How many lines below include the word "chat"? State that number and nothing else.

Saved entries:
━━━━━━

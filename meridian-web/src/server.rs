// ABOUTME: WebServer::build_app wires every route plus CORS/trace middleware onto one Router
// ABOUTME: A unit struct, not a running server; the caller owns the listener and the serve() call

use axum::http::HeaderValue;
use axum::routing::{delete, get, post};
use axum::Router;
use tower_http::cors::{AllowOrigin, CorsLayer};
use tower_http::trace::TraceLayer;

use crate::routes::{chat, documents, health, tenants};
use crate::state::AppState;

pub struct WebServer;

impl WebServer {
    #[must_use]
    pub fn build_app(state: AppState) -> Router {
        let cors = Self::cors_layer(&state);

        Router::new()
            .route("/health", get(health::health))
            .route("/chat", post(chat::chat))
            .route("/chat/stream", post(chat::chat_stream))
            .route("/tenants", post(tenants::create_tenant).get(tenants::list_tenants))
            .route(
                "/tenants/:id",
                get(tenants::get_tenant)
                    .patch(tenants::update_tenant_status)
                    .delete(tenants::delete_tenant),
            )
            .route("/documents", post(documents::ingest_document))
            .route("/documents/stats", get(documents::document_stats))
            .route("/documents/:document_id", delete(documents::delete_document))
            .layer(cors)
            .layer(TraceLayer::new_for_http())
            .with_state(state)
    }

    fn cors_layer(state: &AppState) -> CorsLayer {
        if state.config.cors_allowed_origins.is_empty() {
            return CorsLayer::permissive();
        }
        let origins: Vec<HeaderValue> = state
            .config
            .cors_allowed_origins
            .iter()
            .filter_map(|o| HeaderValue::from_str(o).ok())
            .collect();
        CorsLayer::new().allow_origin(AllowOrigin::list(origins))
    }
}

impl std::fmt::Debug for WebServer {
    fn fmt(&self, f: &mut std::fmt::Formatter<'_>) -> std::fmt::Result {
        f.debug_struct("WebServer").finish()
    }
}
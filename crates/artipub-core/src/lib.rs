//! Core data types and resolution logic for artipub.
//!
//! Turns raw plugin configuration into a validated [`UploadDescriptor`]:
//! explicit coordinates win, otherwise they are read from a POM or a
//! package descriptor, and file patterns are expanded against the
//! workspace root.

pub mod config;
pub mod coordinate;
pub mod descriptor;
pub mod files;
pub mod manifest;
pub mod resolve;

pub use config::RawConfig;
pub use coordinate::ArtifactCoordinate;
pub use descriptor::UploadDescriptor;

━━━━━━

### YOUR RESPONSE
3